A myopic adult has a far point at `0.1 m`. His power of accomodation is `4` diopters.
(i) What power lenses are required to see distant objects ?
(ii) What is his near point without glasses ?
(iii) What is his near point with glasses ? (Take the image distance from the lens of the eye to the retina to be 2 cm).

(i) Distance of far point, `u = -0.1 m`, distance of image, `v = 2 cm = 0.02 m`
:. Power of myopic eye, `P_f =(1)/(f)=(1)/(v)-(1)/(u)=(1)/(0.02)+(1)/(0.1)= 50 + 10 = 60 D`
With the corrective lens, far point shifts to `oo` :. Power required, `P'_f = (1)/(0.02) - (1)/(oo) = 50 D`
Required power of glasses, `P_g = P'_f - P_f = 50 - 60 = -10 D`
(ii) Power of accommodation `= 4D`
If `P_n` is power normal eye for near vision, then `4 = P_n - P_f = P_n - 60` or `P_n = 64 D`.

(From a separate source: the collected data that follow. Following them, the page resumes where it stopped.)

//! Sliding-window rate limiter keyed by client address.

use std::collections::{HashMap, VecDeque};
use std::net::IpAddr;
use std::time::Duration;

use tokio::sync::Mutex;
use tokio::time::Instant;

use crate::error::AuthError;

/// Allows at most `limit` hits per `window` for each client.
#[derive(Debug)]
pub struct RateLimiter {
    limit: usize,
    window: Duration,
    hits: Mutex<HashMap<IpAddr, VecDeque<Instant>>>,
}

impl RateLimiter {
    pub fn new(limit: usize, window: Duration) -> Self {
        Self {
            limit,
            window,
            hits: Mutex::new(HashMap::new()),
        }
    }

    /// Record a hit for `client`, or fail if it already used its budget.
    /// Rejected hits are not recorded.
    pub async fn check(&self, client: IpAddr) -> Result<(), AuthError> {
        let now = Instant::now();
        let mut hits = self.hits.lock().await;

        // Drop clients whose whole history has aged out.
        hits.retain(|_, times| {
            times
                .back()
                .is_some_and(|last| now.duration_since(*last) < self.window)
        });

        let times = hits.entry(client).or_default();
        while let Some(first) = times.front() {
            if now.duration_since(*first) >= self.window {
                times.pop_front();
            } else {
                break;
            }
        }

        if times.len() >= self.limit {
            tracing::warn!(%client, limit = self.limit, "Auth rate limit exceeded");
            return Err(AuthError::RateLimited {
                window_secs: self.window.as_secs(),
            });
        }
        times.push_back(now);
        Ok(())
    }
}

#[cfg(test)]
mod tests {
    use super::*;
    use std::net::Ipv4Addr;

    const CLIENT: IpAddr = IpAddr::V4(Ipv4Addr::LOCALHOST);

    #[tokio::test]
    async fn allows_up_to_limit() {
        let limiter = RateLimiter::new(5, Duration::from_secs(60));
        for _ in 0..5 {
            limiter.check(CLIENT).await.unwrap();
        }
        let err = limiter.check(CLIENT).await.unwrap_err();
        assert_eq!(err.to_string(), "Rate limit exceeded. Try again in 60 seconds.");
    }

    #[tokio::test]
    async fn clients_are_independent() {
        let limiter = RateLimiter::new(1, Duration::from_secs(60));
        limiter.check(CLIENT).await.unwrap();
        limiter
            .check(IpAddr::V4(Ipv4Addr::new(10, 0, 0, 2)))
            .await
            .unwrap();
        assert!(limiter.check(CLIENT).await.is_err());
    }

    #[tokio::test]
    async fn window_slides() {
        let limiter = RateLimiter::new(2, Duration::from_millis(400));
        limiter.check(CLIENT).await.unwrap();
        tokio::time::sleep(Duration::from_millis(200)).await;
        limiter.check(CLIENT).await.unwrap();
        assert!(limiter.check(CLIENT).await.is_err());

        // The first hit ages out; the second is still inside the window.
        tokio::time::sleep(Duration::from_millis(250)).await;
        limiter.check(CLIENT).await.unwrap();
        assert!(limiter.check(CLIENT).await.is_err());
    }
}
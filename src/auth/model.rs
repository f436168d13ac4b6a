//! Account and credential payloads.

use chrono::{DateTime, Utc};
use serde::{Deserialize, Serialize};

/// Minimum accepted password length.
pub const MIN_PASSWORD_LEN: usize = 8;

/// A registered user, as exposed over the API.
#[derive(Debug, Clone, PartialEq, Eq, Serialize, Deserialize)]
pub struct User {
    pub id: i64,
    pub email: String,
    #[serde(default)]
    pub full_name: Option<String>,
    pub created_at: DateTime<Utc>,
}

/// A user row together with its password hash. Never serialized.
#[derive(Debug, Clone)]
pub struct UserCredentials {
    pub user: User,
    pub password_hash: String,
}

#[derive(Debug, Clone, PartialEq, Eq, Serialize, Deserialize)]
pub struct SignupRequest {
    pub email: String,
    pub password: String,
    #[serde(default, skip_serializing_if = "Option::is_none")]
    pub full_name: Option<String>,
}

#[derive(Debug, Clone, PartialEq, Eq, Serialize, Deserialize)]
pub struct LoginRequest {
    pub email: String,
    pub password: String,
}

#[derive(Debug, Clone, PartialEq, Eq, Serialize, Deserialize)]
pub struct TokenResponse {
    pub access_token: String,
    pub token_type: String,
}

impl TokenResponse {
    pub fn bearer(access_token: String) -> Self {
        Self {
            access_token,
            token_type: "bearer".to_string(),
        }
    }
}

#[derive(Debug, Clone, PartialEq, Eq, Serialize, Deserialize)]
pub struct MessageResponse {
    pub message: String,
}

/// Lowercase and trim an email address for storage and lookup.
pub fn normalize_email(email: &str) -> String {
    email.trim().to_lowercase()
}
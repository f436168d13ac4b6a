//! Error types for TaskFlow.

use std::time::Duration;

use axum::Json;
use axum::http::{HeaderValue, StatusCode, header};
use axum::response::{IntoResponse, Response};

/// Top-level error type for the server.
#[derive(Debug, thiserror::Error)]
pub enum Error {
    #[error("Configuration error: {0}")]
    Config(#[from] ConfigError),

    #[error("Database error: {0}")]
    Database(#[from] DatabaseError),

    #[error("Auth error: {0}")]
    Auth(#[from] AuthError),

    #[error("LLM error: {0}")]
    Llm(#[from] LlmError),

    #[error("Tool error: {0}")]
    Tool(#[from] ToolError),
}

/// Configuration-related errors.
#[derive(Debug, thiserror::Error)]
pub enum ConfigError {
    #[error("Missing required environment variable: {0}")]
    MissingEnvVar(String),

    #[error("Invalid configuration value for {key}: {message}")]
    InvalidValue { key: String, message: String },

    #[error("IO error: {0}")]
    Io(#[from] std::io::Error),
}

/// Database-related errors.
#[derive(Debug, thiserror::Error)]
pub enum DatabaseError {
    #[error("Connection pool error: {0}")]
    Pool(String),

    #[error("Query failed: {0}")]
    Query(String),

    #[error("Entity not found: {entity} with id {id}")]
    NotFound { entity: String, id: String },

    #[error("Constraint violation: {0}")]
    Constraint(String),

    #[error("Migration failed: {0}")]
    Migration(String),

    #[error("Serialization error: {0}")]
    Serialization(String),
}

/// Authentication errors.
#[derive(Debug, thiserror::Error)]
pub enum AuthError {
    #[error("No token provided")]
    MissingToken,

    #[error("Could not validate credentials")]
    InvalidToken,

    #[error("Incorrect email or password")]
    InvalidCredentials,

    #[error("Password must be at least 8 characters long.")]
    WeakPassword,

    #[error("Invalid email address")]
    InvalidEmail,

    #[error("Email already registered")]
    EmailTaken,

    #[error("Rate limit exceeded. Try again in {window_secs} seconds.")]
    RateLimited { window_secs: u64 },

    #[error("Password hashing failed: {0}")]
    Hashing(String),

    #[error("Token encoding failed: {0}")]
    Encoding(String),
}

/// LLM provider errors.
#[derive(Debug, thiserror::Error)]
pub enum LlmError {
    #[error("Provider {provider} request failed: {reason}")]
    RequestFailed { provider: String, reason: String },

    #[error("Provider {provider} rate limited, retry after {retry_after:?}")]
    RateLimited {
        provider: String,
        retry_after: Option<Duration>,
    },

    #[error("Provider {provider} quota exceeded")]
    QuotaExceeded { provider: String },

    #[error("Invalid response from {provider}: {reason}")]
    InvalidResponse { provider: String, reason: String },

    #[error("Authentication failed for provider {provider}")]
    AuthFailed { provider: String },

    #[error("JSON error: {0}")]
    Json(#[from] serde_json::Error),
}

/// Tool execution errors.
#[derive(Debug, thiserror::Error)]
pub enum ToolError {
    #[error("Tool {name} not found")]
    NotFound { name: String },

    #[error("Tool {name} execution failed: {reason}")]
    ExecutionFailed { name: String, reason: String },

    #[error("Invalid parameters: {0}")]
    InvalidParameters(String),
}

/// Errors surfaced by the REST client.
#[derive(Debug, thiserror::Error)]
pub enum ClientError {
    /// The server rejected the bearer token (or none was stored).
    #[error("Authentication token has expired or is invalid. Please log in again.")]
    Unauthorized,

    #[error("{0}")]
    Validation(String),

    #[error("Request failed with status {status}: {detail}")]
    Api { status: u16, detail: String },

    #[error("HTTP error: {0}")]
    Http(#[from] reqwest::Error),

    #[error("IO error: {0}")]
    Io(#[from] std::io::Error),
}

impl ClientError {
    pub fn is_unauthorized(&self) -> bool {
        matches!(self, Self::Unauthorized)
    }
}

/// Error returned by HTTP handlers, rendered as `{"detail": "..."}`.
#[derive(Debug, thiserror::Error)]
pub enum ApiError {
    #[error("{0}")]
    BadRequest(String),

    #[error("{0}")]
    Unauthorized(String),

    #[error("{0}")]
    Forbidden(String),

    #[error("{0}")]
    NotFound(String),

    #[error("{0}")]
    Conflict(String),

    #[error("{0}")]
    TooManyRequests(String),

    #[error("{0}")]
    Internal(String),
}

impl ApiError {
    pub fn status(&self) -> StatusCode {
        match self {
            Self::BadRequest(_) => StatusCode::BAD_REQUEST,
            Self::Unauthorized(_) => StatusCode::UNAUTHORIZED,
            Self::Forbidden(_) => StatusCode::FORBIDDEN,
            Self::NotFound(_) => StatusCode::NOT_FOUND,
            Self::Conflict(_) => StatusCode::CONFLICT,
            Self::TooManyRequests(_) => StatusCode::TOO_MANY_REQUESTS,
            Self::Internal(_) => StatusCode::INTERNAL_SERVER_ERROR,
        }
    }
}

impl IntoResponse for ApiError {
    fn into_response(self) -> Response {
        let status = self.status();
        if status == StatusCode::INTERNAL_SERVER_ERROR {
            tracing::error!(error = %self, "Request failed");
        }
        let body = Json(serde_json::json!({ "detail": self.to_string() }));
        let mut response = (status, body).into_response();
        if status == StatusCode::UNAUTHORIZED {
            response
                .headers_mut()
                .insert(header::WWW_AUTHENTICATE, HeaderValue::from_static("Bearer"));
        }
        response
    }
}

impl From<DatabaseError> for ApiError {
    fn from(e: DatabaseError) -> Self {
        match e {
            DatabaseError::NotFound { entity, .. } => Self::NotFound(format!("{entity} not found")),
            DatabaseError::Constraint(msg) => Self::Conflict(msg),
            other => Self::Internal(other.to_string()),
        }
    }
}

impl From<AuthError> for ApiError {
    fn from(e: AuthError) -> Self {
        match e {
            AuthError::MissingToken | AuthError::InvalidToken | AuthError::InvalidCredentials => {
                Self::Unauthorized(e.to_string())
            }
            AuthError::WeakPassword | AuthError::InvalidEmail => Self::BadRequest(e.to_string()),
            AuthError::EmailTaken => Self::Conflict(e.to_string()),
            AuthError::RateLimited { .. } => Self::TooManyRequests(e.to_string()),
            AuthError::Hashing(_) | AuthError::Encoding(_) => Self::Internal(e.to_string()),
        }
    }
}

impl From<crate::tasks::model::TaskValidationError> for ApiError {
    fn from(e: crate::tasks::model::TaskValidationError) -> Self {
        Self::BadRequest(e.to_string())
    }
}

/// Result type alias for the server.
pub type Result<T> = std::result::Result<T, Error>;
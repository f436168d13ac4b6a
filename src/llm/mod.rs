//! LLM integration for the task assistant.
//!
//! `LlmProvider` is the seam the chat service talks to. The Anthropic Messages
//! API adapter is the only production backend; tests plug in stubs.

pub mod anthropic;

pub use anthropic::AnthropicProvider;

use std::sync::Arc;

use async_trait::async_trait;
use serde::{Deserialize, Serialize};

use crate::error::LlmError;

/// Default Anthropic API base URL.
pub const ANTHROPIC_BASE_URL: &str = "https://api.anthropic.com";

/// Configuration for creating an LLM provider.
#[derive(Debug, Clone)]
pub struct LlmConfig {
    pub api_key: secrecy::SecretString,
    pub model: String,
    pub base_url: String,
    pub max_tokens: u32,
}

/// Create the LLM provider from configuration.
pub fn create_provider(config: &LlmConfig) -> Result<Arc<dyn LlmProvider>, LlmError> {
    let provider = AnthropicProvider::new(config)?;
    tracing::info!(model = %config.model, "Using Anthropic");
    Ok(Arc::new(provider))
}

/// Who authored a chat message.
#[derive(Debug, Clone, Copy, PartialEq, Eq, Serialize, Deserialize)]
#[serde(rename_all = "lowercase")]
pub enum Role {
    System,
    User,
    Assistant,
    Tool,
}

/// A message in a model conversation.
#[derive(Debug, Clone, PartialEq)]
pub struct ChatMessage {
    pub role: Role,
    pub content: String,
    /// Tool calls requested by an assistant message.
    pub tool_calls: Vec<ToolCall>,
    /// For `Role::Tool`: the call this message answers.
    pub tool_call_id: Option<String>,
}

impl ChatMessage {
    fn new(role: Role, content: impl Into<String>) -> Self {
        Self {
            role,
            content: content.into(),
            tool_calls: Vec::new(),
            tool_call_id: None,
        }
    }

    pub fn system(content: impl Into<String>) -> Self {
        Self::new(Role::System, content)
    }

    pub fn user(content: impl Into<String>) -> Self {
        Self::new(Role::User, content)
    }

    pub fn assistant(content: impl Into<String>) -> Self {
        Self::new(Role::Assistant, content)
    }

    /// Assistant turn that requested tool calls, with optional accompanying text.
    pub fn assistant_with_tool_calls(content: Option<String>, tool_calls: Vec<ToolCall>) -> Self {
        Self {
            tool_calls,
            ..Self::new(Role::Assistant, content.unwrap_or_default())
        }
    }

    /// Result of executing the tool call `call_id`.
    pub fn tool_result(call_id: impl Into<String>, content: impl Into<String>) -> Self {
        Self {
            tool_call_id: Some(call_id.into()),
            ..Self::new(Role::Tool, content)
        }
    }
}

/// A tool the model may call, described by a JSON schema.
#[derive(Debug, Clone, PartialEq, Serialize, Deserialize)]
pub struct ToolDefinition {
    pub name: String,
    pub description: String,
    pub parameters: serde_json::Value,
}

/// A tool invocation requested by the model.
#[derive(Debug, Clone, PartialEq, Serialize, Deserialize)]
pub struct ToolCall {
    pub id: String,
    pub name: String,
    pub arguments: serde_json::Value,
}

/// Why the model stopped generating.
#[derive(Debug, Clone, Copy, PartialEq, Eq)]
pub enum FinishReason {
    Stop,
    Length,
    ToolUse,
    Unknown,
}

/// Request for a completion with tools available.
#[derive(Debug, Clone)]
pub struct ToolCompletionRequest {
    pub messages: Vec<ChatMessage>,
    pub tools: Vec<ToolDefinition>,
    pub max_tokens: Option<u32>,
}

impl ToolCompletionRequest {
    pub fn new(messages: Vec<ChatMessage>, tools: Vec<ToolDefinition>) -> Self {
        Self {
            messages,
            tools,
            max_tokens: None,
        }
    }
}

/// Model output: text, tool calls, or both.
#[derive(Debug, Clone)]
pub struct ToolCompletionResponse {
    pub content: Option<String>,
    pub tool_calls: Vec<ToolCall>,
    pub input_tokens: u32,
    pub output_tokens: u32,
    pub finish_reason: FinishReason,
}

/// Trait for LLM providers.
#[async_trait]
pub trait LlmProvider: Send + Sync {
    /// Model identifier, for logging.
    fn model_name(&self) -> &str;

    /// Complete a conversation, allowing the model to request tool calls.
    async fn complete_with_tools(
        &self,
        request: ToolCompletionRequest,
    ) -> Result<ToolCompletionResponse, LlmError>;
}

#[cfg(test)]
mod tests {
    use super::*;

    #[test]
    fn constructors_set_roles() {
        assert_eq!(ChatMessage::system("s").role, Role::System);
        assert_eq!(ChatMessage::user("u").role, Role::User);
        let call = ToolCall {
            id: "toolu_1".into(),
            name: "list_tasks".into(),
            arguments: serde_json::json!({}),
        };
        let assistant = ChatMessage::assistant_with_tool_calls(None, vec![call]);
        assert_eq!(assistant.role, Role::Assistant);
        assert!(assistant.content.is_empty());
        assert_eq!(assistant.tool_calls.len(), 1);

        let result = ChatMessage::tool_result("toolu_1", "{}");
        assert_eq!(result.role, Role::Tool);
        assert_eq!(result.tool_call_id.as_deref(), Some("toolu_1"));
    }

    #[test]
    fn create_provider_uses_configured_model() {
        let config = LlmConfig {
            api_key: secrecy::SecretString::from("test-key"),
            model: "claude-test".to_string(),
            base_url: ANTHROPIC_BASE_URL.to_string(),
            max_tokens: 1024,
        };
        let provider = create_provider(&config).unwrap();
        assert_eq!(provider.model_name(), "claude-test");
    }
}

If `x_n` is near point without glasses, then `(1)/(x_n)+(1)/(0.02) = 64` or `(1)/(x_n) = 14, x_n = (1)/(14) m = 0.07 m`
(iii) With glasses, `P'_n = P'_f + 4 = 50 + 4 = 54`
`:. (1)/(x'_n)+(1)/(0.02)=(1)/(x'_n) = 54 (1)/(x'_n) = 54 - 50 = 4`
`x'_n = (1)/(4) m = 0.25 m`.